=== Task ===
Repeat the listing below word for word, stopping after the line that contains "budget caps, truncation)".

START Exercise data

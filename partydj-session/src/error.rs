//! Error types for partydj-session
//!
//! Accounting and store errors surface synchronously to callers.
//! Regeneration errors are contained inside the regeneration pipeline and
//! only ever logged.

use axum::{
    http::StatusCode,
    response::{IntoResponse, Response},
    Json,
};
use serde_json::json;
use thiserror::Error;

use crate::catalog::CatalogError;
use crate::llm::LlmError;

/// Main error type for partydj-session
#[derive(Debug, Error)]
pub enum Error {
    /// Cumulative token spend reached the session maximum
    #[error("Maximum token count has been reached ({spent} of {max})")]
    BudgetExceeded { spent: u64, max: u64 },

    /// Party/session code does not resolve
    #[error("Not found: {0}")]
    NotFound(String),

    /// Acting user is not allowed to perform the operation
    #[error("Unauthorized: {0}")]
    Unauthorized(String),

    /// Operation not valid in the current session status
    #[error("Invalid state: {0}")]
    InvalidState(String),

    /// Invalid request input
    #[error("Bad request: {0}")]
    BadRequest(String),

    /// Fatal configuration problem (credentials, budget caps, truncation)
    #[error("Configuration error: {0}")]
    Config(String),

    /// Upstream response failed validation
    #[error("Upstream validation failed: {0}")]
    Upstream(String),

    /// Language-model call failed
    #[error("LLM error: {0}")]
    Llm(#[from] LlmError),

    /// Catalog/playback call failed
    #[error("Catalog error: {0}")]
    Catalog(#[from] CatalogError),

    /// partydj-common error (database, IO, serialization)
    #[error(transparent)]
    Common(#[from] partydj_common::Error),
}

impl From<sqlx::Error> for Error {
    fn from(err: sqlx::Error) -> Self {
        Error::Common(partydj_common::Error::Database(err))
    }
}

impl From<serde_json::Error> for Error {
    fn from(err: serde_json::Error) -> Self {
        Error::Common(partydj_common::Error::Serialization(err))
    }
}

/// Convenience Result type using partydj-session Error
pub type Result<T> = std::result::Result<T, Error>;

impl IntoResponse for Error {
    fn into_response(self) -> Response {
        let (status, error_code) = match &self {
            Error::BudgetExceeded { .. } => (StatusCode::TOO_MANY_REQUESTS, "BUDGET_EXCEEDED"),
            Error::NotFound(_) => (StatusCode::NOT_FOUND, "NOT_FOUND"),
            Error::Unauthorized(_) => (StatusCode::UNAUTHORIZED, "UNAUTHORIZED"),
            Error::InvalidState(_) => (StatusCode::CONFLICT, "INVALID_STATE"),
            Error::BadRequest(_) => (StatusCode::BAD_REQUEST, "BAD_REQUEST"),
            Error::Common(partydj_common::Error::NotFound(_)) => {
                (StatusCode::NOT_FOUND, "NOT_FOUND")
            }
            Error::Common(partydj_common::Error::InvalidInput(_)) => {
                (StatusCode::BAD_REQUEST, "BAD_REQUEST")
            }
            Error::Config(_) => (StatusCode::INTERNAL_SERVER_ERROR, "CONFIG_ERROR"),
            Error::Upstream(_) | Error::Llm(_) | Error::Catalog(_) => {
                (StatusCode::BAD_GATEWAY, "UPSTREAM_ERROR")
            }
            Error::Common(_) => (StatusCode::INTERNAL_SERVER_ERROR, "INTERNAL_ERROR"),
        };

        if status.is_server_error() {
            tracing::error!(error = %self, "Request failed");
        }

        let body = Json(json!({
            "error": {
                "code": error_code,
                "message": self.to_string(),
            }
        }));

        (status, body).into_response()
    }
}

END Exercise data

=== Solution for this problem ===
filename partydj-session/src/error.rs
//! Error types for partydj-session
//!
//! Accounting and store errors surface synchronously to callers.
//! Regeneration errors are contained inside the regeneration pipeline and
//! only ever logged.

use axum::{
    http::StatusCode,
    response::{IntoResponse, Response},
    Json,
};
use serde_json::json;
use thiserror::Error;

use crate::catalog::CatalogError;
use crate::llm::LlmError;

/// Main error type for partydj-session
#[derive(Debug, Error)]
pub enum Error {
    /// Cumulative token spend reached the session maximum
    #[error("Maximum token count has been reached ({spent} of {max})")]
    BudgetExceeded { spent: u64, max: u64 },

    /// Party/session code does not resolve
    #[error("Not found: {0}")]
    NotFound(String),

    /// Acting user is not allowed to perform the operation
    #[error("Unauthorized: {0}")]
    Unauthorized(String),

    /// Operation not valid in the current session status
    #[error("Invalid state: {0}")]
    InvalidState(String),

    /// Invalid request input
    #[error("Bad request: {0}")]
    BadRequest(String),

    /// Fatal configuration problem (credentials, budget caps, truncation)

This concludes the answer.